At the outset of the pandemic, UNESCO hosted major online meetings of Ministers of Science and Ministers of Culture to promote international cooperation and solidarity. UNESCO draws on its expertise and partnerships to help carry the burden of the pandemic and improve the quality of responses and cooperation. In alignment within its strategic plan and programme priorities, UNESCO supports the new forms of participation in cultural life and exchanges on how best to counter exclusion, while promoting global cooperation on scientific knowledge including through new initiatives on Open Science.
The pandemic has highlighted that continuity of education must be ensured when many children cannot physically go to school. For children without access to electricity or adequate technology, this has been difficult or impossible. Further, we have been reminded that the information highway does not ensure accurate and reliable information gets into the fast lane. Misinformation and disinformation circulate rapidly with undesirable consequences. UNESCO has prioritized improved access to accurate and reliable information, encouraging these to be available in languages that are best understood by the users.

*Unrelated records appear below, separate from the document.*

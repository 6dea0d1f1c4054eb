use async_trait::async_trait;
use lettre::{
    message::{header::ContentType, Mailbox},
    transport::smtp::authentication::Credentials,
    AsyncSmtpTransport, AsyncTransport, Message, Tokio1Executor,
};
use reqwest::Client;
use serde_json::Value;
use std::time::Duration;
use thiserror::Error;
use tracing::{error, info};

pub const PAGERDUTY_EVENTS_URL: &str = "https://events.pagerduty.com/v2/enqueue";

const DEFAULT_SMTP_PORT: u16 = 587;

#[derive(Debug, Error)]
pub enum ChannelError {
    #[error("channel '{channel}' is missing required setting '{setting}'")]
    MissingConfig { channel: String, setting: &'static str },

    #[error("invalid email address '{0}'")]
    InvalidAddress(String),

    #[error("HTTP request failed: {0}")]
    Http(#[from] reqwest::Error),

    #[error("{service} responded with status {status}")]
    Status { service: &'static str, status: u16 },

    #[error("email delivery failed: {0}")]
    Email(String),
}

/// SMTP settings for one email channel
#[derive(Debug, Clone, PartialEq, Eq)]
pub struct SmtpSettings {
    pub host: String,
    pub port: u16,
    pub username: Option<String>,
    pub password: Option<String>,
    pub use_tls: bool,
}

impl SmtpSettings {
    pub fn new(host: impl Into<String>, port: Option<u16>) -> Self {
        Self {
            host: host.into(),
            port: port.unwrap_or(DEFAULT_SMTP_PORT),
            username: None,
            password: None,
            use_tls: false,
        }
    }
}

/// A fully built outbound message. Channel configuration has already been
/// validated when one of these exists.
#[derive(Debug, Clone, PartialEq)]
pub enum OutboundNotification {
    Email {
        channel: String,
        smtp: SmtpSettings,
        from: String,
        recipients: Vec<String>,
        subject: String,
        body: String,
    },
    Slack {
        channel: String,
        webhook_url: String,
        payload: Value,
    },
    PagerDuty {
        channel: String,
        payload: Value,
    },
}

impl OutboundNotification {
    pub fn channel(&self) -> &str {
        match self {
            OutboundNotification::Email { channel, .. }
            | OutboundNotification::Slack { channel, .. }
            | OutboundNotification::PagerDuty { channel, .. } => channel,
        }
    }
}

/// Delivers outbound notifications to external services
#[async_trait]
pub trait NotificationTransport: Send + Sync {
    async fn deliver(&self, notification: &OutboundNotification) -> Result<(), ChannelError>;
}

/// Transport talking to Slack webhooks, the PagerDuty events API and SMTP
pub struct DeliveryTransport {
    http_client: Client,
}

impl DeliveryTransport {
    pub fn new(timeout: Duration) -> Result<Self, ChannelError> {
        let http_client = Client::builder().timeout(timeout).build()?;
        Ok(Self { http_client })
    }

    async fn post_json(&self, service: &'static str, url: &str, payload: &Value) -> Result<(), ChannelError> {
        let response = self.http_client.post(url).json(payload).send().await?;

        if !response.status().is_success() {
            let status = response.status();
            let body = response.text().await.unwrap_or_default();
            error!("{} request failed: {} - {}", service, status, body);
            return Err(ChannelError::Status {
                service,
                status: status.as_u16(),
            });
        }
        Ok(())
    }

    async fn send_email(
        &self,
        smtp: &SmtpSettings,
        from: &str,
        recipients: &[String],
        subject: &str,
        body: &str,
    ) -> Result<(), ChannelError> {
        let from_mailbox: Mailbox = from
            .parse()
            .map_err(|_| ChannelError::InvalidAddress(from.to_string()))?;

        let builder = if smtp.use_tls {
            AsyncSmtpTransport::<Tokio1Executor>::relay(&smtp.host)
                .map_err(|e| ChannelError::Email(e.to_string()))?
        } else {
            AsyncSmtpTransport::<Tokio1Executor>::builder_dangerous(&smtp.host)
        };
        let builder = builder.port(smtp.port);
        let mailer = match (&smtp.username, &smtp.password) {
            (Some(username), Some(password)) => builder
                .credentials(Credentials::new(username.clone(), password.clone()))
                .build(),
            _ => builder.build(),
        };

        for to_address in recipients {
            let to_mailbox: Mailbox = to_address
                .parse()
                .map_err(|_| ChannelError::InvalidAddress(to_address.clone()))?;
            let email = Message::builder()
                .from(from_mailbox.clone())
                .to(to_mailbox)
                .subject(subject)
                .header(ContentType::TEXT_PLAIN)
                .body(body.to_string())
                .map_err(|e| ChannelError::Email(e.to_string()))?;

            mailer
                .send(email)
                .await
                .map_err(|e| ChannelError::Email(e.to_string()))?;
            info!("Email notification sent to {}", to_address);
        }

        Ok(())
    }
}

#[async_trait]
impl NotificationTransport for DeliveryTransport {
    async fn deliver(&self, notification: &OutboundNotification) -> Result<(), ChannelError> {
        match notification {
            OutboundNotification::Email {
                channel,
                smtp,
                from,
                recipients,
                subject,
                body,
            } => {
                self.send_email(smtp, from, recipients, subject, body).await?;
                info!("Email notification sent for channel {}", channel);
            }
            OutboundNotification::Slack {
                channel,
                webhook_url,
                payload,
            } => {
                self.post_json("Slack webhook", webhook_url, payload).await?;
                info!("Slack notification sent to channel {}", channel);
            }
            OutboundNotification::PagerDuty { channel, payload } => {
                self.post_json("PagerDuty API", PAGERDUTY_EVENTS_URL, payload).await?;
                info!("PagerDuty notification sent to channel {}", channel);
            }
        }
        Ok(())
    }
}

/// Transport that only logs what would have been sent
#[derive(Debug, Default)]
pub struct LogTransport;

#[async_trait]
impl NotificationTransport for LogTransport {
    async fn deliver(&self, notification: &OutboundNotification) -> Result<(), ChannelError> {
        match notification {
            OutboundNotification::Email {
                channel,
                recipients,
                subject,
                ..
            } => info!(channel = %channel, recipients = recipients.len(), subject = %subject, "Email notification (dry run)"),
            OutboundNotification::Slack { channel, .. } => {
                info!(channel = %channel, "Slack notification (dry run)")
            }
            OutboundNotification::PagerDuty { channel, payload } => info!(
                channel = %channel,
                action = %payload["event_action"],
                "PagerDuty notification (dry run)"
            ),
        }
        Ok(())
    }
}
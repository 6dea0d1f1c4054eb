use std::sync::Arc;
use std::time::Duration;
use tokio::net::TcpListener;
use tracing::{error, info};
use tracing_subscriber::EnvFilter;

use kartex_alerting::ai::{AiAnalyzer, HttpAnalyzer, NullAnalyzer};
use kartex_alerting::api;
use kartex_alerting::notifications::DeliveryTransport;
use kartex_alerting::{AlertingEngine, Config};

#[tokio::main]
async fn main() -> anyhow::Result<()> {
    // Initialize logging
    tracing_subscriber::fmt()
        .with_env_filter(EnvFilter::from_default_env().add_directive("info".parse()?))
        .init();

    info!("Starting Kartex alerting engine...");

    // Load configuration
    let config = Config::load("config.toml")?;
    info!("Configuration loaded");

    let analyzer: Arc<dyn AiAnalyzer> = if config.ai.enabled {
        let analyzer = HttpAnalyzer::new(config.ai.endpoint.clone(), config.ai.timeout_secs)?
            .with_api_key(config.ai.api_key.clone())
            .with_model(config.ai.model.clone());
        info!("AI analyzer enabled at {}", config.ai.endpoint);
        Arc::new(analyzer)
    } else {
        info!("AI analyzer disabled, alerts will not be enriched");
        Arc::new(NullAnalyzer)
    };
    let transport = Arc::new(DeliveryTransport::new(Duration::from_secs(10))?);

    let engine = AlertingEngine::new(&config, analyzer, transport)?;
    engine.start().await;

    // Start HTTP API server
    let api_router = api::create_router(engine.clone());
    let addr = format!("0.0.0.0:{}", config.server.http_port);
    let listener = TcpListener::bind(&addr).await?;
    info!("HTTP API server listening on {}", addr);

    let api_handle = tokio::spawn(async move {
        if let Err(e) = axum::serve(listener, api_router).await {
            error!("API server error: {}", e);
        }
    });

    tokio::select! {
        _ = api_handle => {
            error!("API server stopped unexpectedly");
        }
        result = tokio::signal::ctrl_c() => {
            if let Err(e) = result {
                error!("Failed to listen for shutdown signal: {}", e);
            }
            info!("Shutdown signal received");
        }
    }

    engine.shutdown().await;
    Ok(())
}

The pandemic has exposed certain structural vulnerabilities and inequalities within and between countries. Within countries, the pandemic has further revealed inequalities faced by vulnerable groups, which may include indigenous peoples, in their enjoyment of human rights such as access to health care, information in languages that are best understood, and participation in decision-making, cultural life, national education and the economy. Specific vulnerabilities of indigenous peoples may be understood through the lens of their capacity to engage in cultural and livelihood practices, social organisation and initiatives that aim to deal with the current crisis. Some of the traditional knowledge and wellness practices, such as voluntary isolation, home-based care, economic solidarity and enclosure of their territories, may be particularly relevant today.
During these difficult times, UNESCO has been inspired to see an outpouring of cooperation and solidarity that is nourished by human values, culture and knowledge from people in very different contexts all over the planet. In the news item on our partnership with an African indigenous peoples’ network, we saw that indigenous peoples are helping each other; reaching out to remote communities and promoting solidarity across borders.
The response to the pandemic has entailed some degree of suspension of civil, political, social, economic, cultural or linguistic rights – the rights underpinned by the mandate and mechanisms of the United Nations. Important questions have been posed and reverberate globally: What is in the public good? How do we protect the most vulnerable parts of society? Does a national emergency response require differentiation to accommodate diverse local contexts? What role does culture play during a health crisis? How do we make the best use of available knowledge and resources when health, education and economic systems are under strain?